▸ **Task to complete**
Using the listing below, keep only the lines with the word "acme" and copy them.

*** Records for this task

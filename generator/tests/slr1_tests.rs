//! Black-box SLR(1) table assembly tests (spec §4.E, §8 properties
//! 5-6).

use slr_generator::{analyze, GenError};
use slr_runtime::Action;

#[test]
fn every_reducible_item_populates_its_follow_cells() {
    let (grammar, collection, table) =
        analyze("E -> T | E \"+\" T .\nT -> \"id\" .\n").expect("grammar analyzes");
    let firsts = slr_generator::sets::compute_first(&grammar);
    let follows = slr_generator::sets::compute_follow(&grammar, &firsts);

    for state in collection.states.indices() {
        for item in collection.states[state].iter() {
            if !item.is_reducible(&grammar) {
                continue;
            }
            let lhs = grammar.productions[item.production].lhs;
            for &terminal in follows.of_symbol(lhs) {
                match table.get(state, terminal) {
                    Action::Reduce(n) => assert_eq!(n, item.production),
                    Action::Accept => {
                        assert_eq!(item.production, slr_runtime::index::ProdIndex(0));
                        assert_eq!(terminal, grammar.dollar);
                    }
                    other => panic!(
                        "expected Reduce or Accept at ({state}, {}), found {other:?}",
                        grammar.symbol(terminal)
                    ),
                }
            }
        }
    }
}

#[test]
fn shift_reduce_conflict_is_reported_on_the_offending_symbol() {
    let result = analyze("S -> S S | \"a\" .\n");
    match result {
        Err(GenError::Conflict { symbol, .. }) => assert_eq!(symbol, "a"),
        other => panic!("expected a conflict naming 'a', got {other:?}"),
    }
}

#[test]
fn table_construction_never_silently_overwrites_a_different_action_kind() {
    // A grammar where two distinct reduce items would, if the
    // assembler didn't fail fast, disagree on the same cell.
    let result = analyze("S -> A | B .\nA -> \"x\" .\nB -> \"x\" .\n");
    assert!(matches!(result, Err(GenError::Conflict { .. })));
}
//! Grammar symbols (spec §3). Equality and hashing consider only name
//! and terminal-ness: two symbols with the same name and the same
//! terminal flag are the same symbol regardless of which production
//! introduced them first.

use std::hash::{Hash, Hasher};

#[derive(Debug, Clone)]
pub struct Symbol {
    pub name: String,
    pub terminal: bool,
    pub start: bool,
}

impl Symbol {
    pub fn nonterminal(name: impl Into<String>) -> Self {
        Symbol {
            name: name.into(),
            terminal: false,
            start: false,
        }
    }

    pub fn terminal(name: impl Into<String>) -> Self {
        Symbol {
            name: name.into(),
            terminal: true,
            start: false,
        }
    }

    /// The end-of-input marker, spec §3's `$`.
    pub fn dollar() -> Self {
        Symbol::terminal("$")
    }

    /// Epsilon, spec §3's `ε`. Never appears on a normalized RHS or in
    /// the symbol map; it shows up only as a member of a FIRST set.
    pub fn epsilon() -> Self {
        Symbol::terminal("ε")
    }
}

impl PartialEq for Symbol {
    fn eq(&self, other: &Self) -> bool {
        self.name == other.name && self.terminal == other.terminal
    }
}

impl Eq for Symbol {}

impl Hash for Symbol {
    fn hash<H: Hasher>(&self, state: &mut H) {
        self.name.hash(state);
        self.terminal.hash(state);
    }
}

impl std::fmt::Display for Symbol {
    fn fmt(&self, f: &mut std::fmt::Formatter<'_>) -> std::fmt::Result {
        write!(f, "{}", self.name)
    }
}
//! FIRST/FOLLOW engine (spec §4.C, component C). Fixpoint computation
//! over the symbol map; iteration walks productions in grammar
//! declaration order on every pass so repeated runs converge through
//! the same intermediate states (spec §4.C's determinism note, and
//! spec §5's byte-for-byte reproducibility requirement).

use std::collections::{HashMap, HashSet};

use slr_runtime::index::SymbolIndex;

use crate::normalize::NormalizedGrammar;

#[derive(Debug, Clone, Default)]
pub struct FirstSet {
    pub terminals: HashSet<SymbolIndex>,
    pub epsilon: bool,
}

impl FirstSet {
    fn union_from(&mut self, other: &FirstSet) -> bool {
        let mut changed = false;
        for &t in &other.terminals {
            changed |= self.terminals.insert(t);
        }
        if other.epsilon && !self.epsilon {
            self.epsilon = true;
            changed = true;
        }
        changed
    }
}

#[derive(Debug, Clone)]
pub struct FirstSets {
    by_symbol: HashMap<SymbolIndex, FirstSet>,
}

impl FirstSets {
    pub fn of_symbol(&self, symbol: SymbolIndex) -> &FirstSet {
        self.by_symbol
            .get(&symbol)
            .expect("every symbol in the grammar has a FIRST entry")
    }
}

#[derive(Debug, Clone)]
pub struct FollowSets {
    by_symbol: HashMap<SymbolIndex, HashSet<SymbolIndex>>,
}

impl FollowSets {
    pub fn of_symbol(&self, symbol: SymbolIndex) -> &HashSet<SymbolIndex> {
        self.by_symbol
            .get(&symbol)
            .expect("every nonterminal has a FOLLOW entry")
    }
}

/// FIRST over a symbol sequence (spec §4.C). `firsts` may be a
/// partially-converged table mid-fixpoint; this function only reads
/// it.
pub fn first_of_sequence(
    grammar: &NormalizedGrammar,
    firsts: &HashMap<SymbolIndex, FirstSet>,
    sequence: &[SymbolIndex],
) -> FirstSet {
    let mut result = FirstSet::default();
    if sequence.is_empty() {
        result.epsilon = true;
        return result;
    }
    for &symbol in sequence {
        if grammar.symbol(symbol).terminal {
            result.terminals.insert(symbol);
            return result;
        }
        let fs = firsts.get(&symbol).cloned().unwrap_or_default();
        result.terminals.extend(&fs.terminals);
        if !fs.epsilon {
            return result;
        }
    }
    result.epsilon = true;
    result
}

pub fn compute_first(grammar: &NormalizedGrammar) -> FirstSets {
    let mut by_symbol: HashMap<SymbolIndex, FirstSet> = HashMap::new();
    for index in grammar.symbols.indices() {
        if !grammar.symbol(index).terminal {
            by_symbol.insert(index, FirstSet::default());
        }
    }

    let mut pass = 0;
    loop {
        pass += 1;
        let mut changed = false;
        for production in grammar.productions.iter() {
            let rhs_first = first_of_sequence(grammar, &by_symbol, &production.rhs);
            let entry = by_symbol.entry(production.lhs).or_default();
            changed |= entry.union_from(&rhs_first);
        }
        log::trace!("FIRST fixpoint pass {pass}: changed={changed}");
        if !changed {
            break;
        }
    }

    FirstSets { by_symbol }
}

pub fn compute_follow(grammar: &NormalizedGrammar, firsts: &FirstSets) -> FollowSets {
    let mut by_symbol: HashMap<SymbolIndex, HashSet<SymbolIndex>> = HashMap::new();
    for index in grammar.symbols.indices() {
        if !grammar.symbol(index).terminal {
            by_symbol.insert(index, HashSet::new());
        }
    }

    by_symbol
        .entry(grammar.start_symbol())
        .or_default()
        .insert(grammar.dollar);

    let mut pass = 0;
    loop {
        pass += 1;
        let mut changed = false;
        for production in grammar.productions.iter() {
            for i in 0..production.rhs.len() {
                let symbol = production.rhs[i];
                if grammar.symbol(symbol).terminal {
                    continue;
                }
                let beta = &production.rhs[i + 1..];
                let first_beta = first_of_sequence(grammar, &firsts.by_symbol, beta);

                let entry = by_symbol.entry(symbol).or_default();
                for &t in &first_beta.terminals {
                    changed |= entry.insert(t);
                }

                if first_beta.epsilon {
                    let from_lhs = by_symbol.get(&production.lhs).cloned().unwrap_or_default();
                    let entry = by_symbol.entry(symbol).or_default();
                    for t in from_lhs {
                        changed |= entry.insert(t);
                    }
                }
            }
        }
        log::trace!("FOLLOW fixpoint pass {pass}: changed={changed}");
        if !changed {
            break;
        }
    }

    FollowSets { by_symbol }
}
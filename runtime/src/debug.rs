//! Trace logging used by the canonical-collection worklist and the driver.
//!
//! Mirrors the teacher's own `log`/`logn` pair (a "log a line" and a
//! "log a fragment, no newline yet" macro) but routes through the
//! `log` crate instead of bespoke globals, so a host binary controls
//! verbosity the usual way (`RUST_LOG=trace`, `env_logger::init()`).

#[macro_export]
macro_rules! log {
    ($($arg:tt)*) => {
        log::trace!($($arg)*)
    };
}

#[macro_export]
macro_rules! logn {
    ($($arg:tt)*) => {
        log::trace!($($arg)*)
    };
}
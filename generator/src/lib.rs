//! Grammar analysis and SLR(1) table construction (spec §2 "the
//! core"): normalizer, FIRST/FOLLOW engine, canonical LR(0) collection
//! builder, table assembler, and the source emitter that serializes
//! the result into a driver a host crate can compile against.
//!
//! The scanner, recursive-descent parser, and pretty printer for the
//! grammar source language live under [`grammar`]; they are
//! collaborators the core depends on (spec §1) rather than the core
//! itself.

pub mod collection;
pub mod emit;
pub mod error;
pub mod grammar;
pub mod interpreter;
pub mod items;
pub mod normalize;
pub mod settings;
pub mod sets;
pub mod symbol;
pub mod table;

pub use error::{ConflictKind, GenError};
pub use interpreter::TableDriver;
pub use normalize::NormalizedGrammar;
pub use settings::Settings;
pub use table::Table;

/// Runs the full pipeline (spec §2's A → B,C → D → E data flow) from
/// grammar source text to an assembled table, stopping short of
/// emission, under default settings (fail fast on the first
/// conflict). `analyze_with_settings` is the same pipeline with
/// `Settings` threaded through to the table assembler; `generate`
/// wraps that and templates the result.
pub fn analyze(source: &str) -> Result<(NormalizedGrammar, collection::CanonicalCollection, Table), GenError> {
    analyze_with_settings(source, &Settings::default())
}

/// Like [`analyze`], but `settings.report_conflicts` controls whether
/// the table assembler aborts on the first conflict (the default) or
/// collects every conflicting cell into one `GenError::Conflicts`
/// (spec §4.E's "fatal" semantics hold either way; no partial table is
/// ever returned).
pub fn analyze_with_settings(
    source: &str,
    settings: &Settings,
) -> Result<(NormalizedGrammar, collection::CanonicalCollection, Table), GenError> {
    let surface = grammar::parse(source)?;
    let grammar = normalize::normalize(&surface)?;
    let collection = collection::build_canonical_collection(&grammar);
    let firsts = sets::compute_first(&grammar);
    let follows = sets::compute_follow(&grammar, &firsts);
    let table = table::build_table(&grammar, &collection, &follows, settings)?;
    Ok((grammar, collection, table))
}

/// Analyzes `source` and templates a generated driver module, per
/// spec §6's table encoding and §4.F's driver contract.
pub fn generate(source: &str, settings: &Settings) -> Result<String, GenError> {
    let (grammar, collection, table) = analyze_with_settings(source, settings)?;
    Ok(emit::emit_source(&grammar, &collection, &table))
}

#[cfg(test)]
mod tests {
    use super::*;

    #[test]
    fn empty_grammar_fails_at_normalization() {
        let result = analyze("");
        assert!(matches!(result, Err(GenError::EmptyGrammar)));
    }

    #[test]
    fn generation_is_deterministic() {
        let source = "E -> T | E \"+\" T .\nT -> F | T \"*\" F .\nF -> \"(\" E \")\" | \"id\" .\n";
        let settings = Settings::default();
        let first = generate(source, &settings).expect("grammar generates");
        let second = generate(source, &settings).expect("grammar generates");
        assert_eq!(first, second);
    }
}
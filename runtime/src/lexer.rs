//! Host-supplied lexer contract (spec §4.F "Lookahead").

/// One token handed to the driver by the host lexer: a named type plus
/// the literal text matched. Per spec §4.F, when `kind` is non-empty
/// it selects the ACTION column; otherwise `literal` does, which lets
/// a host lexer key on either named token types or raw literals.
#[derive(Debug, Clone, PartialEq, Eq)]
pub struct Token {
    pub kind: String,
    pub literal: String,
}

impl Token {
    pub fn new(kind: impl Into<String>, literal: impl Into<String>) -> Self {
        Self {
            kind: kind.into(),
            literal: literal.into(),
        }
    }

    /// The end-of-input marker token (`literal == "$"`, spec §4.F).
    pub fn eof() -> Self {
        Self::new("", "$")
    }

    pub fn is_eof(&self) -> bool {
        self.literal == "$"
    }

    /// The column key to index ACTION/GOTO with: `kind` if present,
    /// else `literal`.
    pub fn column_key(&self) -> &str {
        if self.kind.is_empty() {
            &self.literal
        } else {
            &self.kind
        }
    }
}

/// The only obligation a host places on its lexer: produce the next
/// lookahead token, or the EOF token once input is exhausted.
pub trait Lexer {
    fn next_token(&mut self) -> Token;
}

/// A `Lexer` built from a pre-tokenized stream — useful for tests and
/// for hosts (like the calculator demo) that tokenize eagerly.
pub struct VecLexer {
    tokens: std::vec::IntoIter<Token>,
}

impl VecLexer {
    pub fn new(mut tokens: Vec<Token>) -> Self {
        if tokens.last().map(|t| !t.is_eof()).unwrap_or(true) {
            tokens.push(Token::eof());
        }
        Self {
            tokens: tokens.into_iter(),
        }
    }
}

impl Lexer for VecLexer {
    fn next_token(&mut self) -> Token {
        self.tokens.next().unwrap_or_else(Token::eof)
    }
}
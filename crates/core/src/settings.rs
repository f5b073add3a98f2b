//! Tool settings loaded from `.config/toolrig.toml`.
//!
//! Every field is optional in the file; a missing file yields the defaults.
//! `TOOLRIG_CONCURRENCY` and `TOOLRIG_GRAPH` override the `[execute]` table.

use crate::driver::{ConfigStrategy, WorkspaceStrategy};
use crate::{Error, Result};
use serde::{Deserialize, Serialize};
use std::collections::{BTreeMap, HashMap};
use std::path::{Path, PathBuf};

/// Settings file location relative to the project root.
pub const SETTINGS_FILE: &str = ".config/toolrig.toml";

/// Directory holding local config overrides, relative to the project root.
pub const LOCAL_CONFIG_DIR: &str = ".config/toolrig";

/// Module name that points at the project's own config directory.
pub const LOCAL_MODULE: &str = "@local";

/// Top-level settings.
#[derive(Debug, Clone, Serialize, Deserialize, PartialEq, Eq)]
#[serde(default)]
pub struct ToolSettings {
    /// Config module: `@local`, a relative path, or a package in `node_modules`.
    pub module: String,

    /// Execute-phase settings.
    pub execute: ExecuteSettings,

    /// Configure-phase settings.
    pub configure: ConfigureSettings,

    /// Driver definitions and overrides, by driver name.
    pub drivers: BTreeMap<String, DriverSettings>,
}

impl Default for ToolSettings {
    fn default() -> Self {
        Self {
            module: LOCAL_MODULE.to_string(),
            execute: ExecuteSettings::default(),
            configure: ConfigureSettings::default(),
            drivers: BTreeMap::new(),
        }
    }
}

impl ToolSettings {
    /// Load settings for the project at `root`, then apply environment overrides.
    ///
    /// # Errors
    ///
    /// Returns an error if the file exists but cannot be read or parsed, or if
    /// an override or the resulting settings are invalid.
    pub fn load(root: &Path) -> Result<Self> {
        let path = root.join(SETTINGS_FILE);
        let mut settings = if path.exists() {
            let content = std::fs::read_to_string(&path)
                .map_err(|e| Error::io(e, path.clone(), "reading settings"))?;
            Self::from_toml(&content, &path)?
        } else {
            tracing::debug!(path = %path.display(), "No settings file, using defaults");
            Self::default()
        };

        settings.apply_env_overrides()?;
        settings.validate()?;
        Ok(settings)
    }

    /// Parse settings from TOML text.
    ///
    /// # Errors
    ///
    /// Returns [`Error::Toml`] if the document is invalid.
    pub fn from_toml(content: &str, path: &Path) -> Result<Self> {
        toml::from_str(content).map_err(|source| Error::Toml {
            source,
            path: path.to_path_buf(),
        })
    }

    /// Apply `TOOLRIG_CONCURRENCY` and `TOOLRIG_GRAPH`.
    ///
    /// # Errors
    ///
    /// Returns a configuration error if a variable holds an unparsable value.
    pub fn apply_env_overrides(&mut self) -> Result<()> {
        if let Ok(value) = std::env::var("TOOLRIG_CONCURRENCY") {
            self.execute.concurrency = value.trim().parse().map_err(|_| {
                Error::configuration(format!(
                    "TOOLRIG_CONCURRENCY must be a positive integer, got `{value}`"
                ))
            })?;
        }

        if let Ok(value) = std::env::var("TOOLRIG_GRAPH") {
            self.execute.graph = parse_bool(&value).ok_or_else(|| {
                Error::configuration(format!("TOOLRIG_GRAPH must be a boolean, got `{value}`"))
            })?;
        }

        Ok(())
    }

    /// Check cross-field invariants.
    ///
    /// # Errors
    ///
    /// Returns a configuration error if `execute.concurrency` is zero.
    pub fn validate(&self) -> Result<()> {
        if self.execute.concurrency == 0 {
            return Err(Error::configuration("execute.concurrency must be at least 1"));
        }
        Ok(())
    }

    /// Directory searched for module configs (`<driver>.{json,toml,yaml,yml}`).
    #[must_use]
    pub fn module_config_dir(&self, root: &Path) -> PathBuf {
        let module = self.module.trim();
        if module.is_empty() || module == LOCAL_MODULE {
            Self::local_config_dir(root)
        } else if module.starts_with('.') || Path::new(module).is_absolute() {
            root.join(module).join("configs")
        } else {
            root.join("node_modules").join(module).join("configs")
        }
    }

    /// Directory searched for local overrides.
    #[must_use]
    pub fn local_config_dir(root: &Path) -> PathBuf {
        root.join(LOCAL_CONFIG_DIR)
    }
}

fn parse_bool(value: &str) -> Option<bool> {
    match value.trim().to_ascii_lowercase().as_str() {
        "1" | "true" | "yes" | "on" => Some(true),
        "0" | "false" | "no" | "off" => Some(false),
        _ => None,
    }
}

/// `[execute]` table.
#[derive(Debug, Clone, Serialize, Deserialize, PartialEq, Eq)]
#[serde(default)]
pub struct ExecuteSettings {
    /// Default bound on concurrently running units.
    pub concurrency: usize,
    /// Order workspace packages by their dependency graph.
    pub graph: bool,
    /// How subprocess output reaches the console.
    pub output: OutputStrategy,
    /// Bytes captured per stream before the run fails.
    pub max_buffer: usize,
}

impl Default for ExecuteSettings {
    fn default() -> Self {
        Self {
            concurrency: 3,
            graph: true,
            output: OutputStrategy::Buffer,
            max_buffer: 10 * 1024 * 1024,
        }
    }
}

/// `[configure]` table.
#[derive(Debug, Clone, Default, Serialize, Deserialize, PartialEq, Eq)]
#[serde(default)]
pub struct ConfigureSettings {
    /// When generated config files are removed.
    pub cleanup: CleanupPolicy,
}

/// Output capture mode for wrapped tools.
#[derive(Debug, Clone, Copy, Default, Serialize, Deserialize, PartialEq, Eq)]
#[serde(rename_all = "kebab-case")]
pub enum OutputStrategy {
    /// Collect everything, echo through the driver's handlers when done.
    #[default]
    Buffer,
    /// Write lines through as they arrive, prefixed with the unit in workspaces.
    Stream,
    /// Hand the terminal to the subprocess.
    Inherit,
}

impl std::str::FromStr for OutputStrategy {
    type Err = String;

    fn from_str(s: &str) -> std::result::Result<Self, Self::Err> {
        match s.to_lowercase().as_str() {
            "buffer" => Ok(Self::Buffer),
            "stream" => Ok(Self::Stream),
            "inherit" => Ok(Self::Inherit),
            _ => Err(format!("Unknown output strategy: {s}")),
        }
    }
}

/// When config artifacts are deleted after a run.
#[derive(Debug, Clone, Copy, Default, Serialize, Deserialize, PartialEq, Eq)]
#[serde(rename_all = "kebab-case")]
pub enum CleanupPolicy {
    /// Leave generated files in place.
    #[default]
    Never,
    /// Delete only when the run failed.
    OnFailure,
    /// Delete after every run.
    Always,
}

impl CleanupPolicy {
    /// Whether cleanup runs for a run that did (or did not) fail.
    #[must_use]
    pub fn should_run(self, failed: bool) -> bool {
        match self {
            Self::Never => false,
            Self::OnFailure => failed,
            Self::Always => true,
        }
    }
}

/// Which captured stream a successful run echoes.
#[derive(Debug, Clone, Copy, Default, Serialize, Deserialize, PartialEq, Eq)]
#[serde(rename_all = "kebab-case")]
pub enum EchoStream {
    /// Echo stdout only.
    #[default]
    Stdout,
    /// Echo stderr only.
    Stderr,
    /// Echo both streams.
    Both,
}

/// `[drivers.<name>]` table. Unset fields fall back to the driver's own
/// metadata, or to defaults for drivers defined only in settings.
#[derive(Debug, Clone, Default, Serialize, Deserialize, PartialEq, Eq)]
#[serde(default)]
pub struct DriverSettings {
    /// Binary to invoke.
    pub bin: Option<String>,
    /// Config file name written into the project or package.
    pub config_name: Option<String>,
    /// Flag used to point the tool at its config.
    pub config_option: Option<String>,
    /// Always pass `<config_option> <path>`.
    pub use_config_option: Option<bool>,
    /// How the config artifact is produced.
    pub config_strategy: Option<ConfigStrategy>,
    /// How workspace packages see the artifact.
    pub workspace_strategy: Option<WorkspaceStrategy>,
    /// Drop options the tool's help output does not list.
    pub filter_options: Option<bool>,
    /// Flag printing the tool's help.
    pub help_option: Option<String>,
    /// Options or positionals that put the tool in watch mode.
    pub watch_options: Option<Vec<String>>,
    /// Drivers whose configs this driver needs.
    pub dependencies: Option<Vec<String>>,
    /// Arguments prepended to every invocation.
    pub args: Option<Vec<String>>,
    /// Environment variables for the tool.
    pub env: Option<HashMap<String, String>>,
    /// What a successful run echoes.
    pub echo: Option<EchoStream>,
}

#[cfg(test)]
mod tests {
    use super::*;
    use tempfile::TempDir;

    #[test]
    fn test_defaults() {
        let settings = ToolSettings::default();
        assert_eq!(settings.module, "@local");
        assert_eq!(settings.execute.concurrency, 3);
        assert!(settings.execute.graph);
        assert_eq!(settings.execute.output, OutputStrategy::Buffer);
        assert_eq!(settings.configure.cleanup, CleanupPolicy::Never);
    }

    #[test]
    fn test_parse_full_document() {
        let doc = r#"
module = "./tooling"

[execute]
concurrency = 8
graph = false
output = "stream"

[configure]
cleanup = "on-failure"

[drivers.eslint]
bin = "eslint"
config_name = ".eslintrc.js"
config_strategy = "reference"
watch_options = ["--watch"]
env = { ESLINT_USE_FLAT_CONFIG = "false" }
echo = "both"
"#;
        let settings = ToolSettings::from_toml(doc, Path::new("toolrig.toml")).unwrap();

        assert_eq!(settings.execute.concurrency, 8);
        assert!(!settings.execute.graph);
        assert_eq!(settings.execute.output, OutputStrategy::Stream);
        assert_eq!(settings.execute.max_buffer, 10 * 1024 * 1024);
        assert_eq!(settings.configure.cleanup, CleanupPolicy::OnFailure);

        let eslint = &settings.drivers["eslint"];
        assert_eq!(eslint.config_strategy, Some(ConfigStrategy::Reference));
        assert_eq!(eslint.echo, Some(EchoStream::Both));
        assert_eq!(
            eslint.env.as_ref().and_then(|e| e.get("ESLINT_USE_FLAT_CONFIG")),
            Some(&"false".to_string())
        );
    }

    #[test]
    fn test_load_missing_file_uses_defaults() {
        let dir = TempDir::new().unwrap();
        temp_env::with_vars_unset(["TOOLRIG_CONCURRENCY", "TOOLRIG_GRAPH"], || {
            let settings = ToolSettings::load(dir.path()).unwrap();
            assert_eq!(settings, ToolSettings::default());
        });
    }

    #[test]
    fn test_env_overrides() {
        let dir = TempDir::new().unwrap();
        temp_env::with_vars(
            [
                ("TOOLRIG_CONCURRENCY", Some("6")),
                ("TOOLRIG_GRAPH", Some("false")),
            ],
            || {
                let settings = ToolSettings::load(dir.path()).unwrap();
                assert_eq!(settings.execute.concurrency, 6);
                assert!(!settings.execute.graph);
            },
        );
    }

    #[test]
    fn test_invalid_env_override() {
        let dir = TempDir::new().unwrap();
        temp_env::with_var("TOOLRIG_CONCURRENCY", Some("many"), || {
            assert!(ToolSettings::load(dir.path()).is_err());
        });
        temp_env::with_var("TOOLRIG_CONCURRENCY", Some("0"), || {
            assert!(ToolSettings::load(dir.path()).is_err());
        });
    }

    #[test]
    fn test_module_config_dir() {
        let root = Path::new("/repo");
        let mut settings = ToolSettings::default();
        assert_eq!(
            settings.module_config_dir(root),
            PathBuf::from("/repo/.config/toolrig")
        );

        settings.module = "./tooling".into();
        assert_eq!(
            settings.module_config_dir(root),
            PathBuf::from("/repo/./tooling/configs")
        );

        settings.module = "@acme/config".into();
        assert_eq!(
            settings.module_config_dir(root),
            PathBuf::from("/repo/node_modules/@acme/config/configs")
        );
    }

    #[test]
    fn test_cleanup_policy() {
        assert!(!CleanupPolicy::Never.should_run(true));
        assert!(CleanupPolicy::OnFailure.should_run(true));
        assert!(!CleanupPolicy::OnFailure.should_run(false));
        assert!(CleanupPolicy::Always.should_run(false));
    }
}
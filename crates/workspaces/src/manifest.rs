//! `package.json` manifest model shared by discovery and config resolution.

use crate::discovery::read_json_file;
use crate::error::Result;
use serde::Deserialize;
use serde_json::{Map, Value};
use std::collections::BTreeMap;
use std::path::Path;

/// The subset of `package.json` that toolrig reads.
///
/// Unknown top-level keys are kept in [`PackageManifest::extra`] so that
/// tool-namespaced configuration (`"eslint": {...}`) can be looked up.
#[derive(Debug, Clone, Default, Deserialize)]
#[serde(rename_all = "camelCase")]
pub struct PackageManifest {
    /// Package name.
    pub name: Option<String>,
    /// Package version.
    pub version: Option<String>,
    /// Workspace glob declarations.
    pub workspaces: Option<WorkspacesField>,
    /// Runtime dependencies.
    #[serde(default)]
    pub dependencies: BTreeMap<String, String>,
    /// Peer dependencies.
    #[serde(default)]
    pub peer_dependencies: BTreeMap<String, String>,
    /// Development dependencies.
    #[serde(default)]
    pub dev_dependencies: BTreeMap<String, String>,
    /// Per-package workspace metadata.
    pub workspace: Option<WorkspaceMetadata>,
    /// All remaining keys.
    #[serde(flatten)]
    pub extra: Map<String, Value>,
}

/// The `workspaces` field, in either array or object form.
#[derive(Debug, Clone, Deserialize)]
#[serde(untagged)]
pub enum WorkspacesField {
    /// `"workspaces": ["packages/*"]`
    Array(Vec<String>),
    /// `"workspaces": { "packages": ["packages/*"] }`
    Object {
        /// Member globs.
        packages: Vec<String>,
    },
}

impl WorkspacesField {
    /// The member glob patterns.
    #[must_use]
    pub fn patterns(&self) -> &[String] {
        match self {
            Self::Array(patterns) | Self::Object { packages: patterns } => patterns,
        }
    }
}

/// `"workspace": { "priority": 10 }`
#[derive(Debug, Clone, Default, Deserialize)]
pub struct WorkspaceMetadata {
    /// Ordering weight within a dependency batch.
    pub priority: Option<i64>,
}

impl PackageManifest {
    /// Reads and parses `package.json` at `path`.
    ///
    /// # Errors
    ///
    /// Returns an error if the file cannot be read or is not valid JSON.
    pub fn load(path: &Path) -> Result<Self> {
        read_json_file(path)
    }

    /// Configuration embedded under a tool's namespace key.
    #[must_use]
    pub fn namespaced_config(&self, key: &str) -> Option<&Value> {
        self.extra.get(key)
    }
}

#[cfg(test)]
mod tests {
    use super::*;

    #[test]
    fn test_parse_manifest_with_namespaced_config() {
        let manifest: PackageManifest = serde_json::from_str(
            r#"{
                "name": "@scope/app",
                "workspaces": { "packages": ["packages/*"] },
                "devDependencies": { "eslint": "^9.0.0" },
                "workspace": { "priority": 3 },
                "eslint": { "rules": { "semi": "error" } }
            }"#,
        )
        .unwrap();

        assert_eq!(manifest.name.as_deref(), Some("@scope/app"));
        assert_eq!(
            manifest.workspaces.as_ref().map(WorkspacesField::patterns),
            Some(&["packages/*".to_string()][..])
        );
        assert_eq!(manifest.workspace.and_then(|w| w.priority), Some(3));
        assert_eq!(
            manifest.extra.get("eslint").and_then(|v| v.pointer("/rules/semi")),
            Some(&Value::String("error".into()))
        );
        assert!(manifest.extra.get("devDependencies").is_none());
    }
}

******

▸ **Solution to this problem**
        settings.module = "@acme/config".into();
            PathBuf::from("/repo/node_modules/@acme/config/configs")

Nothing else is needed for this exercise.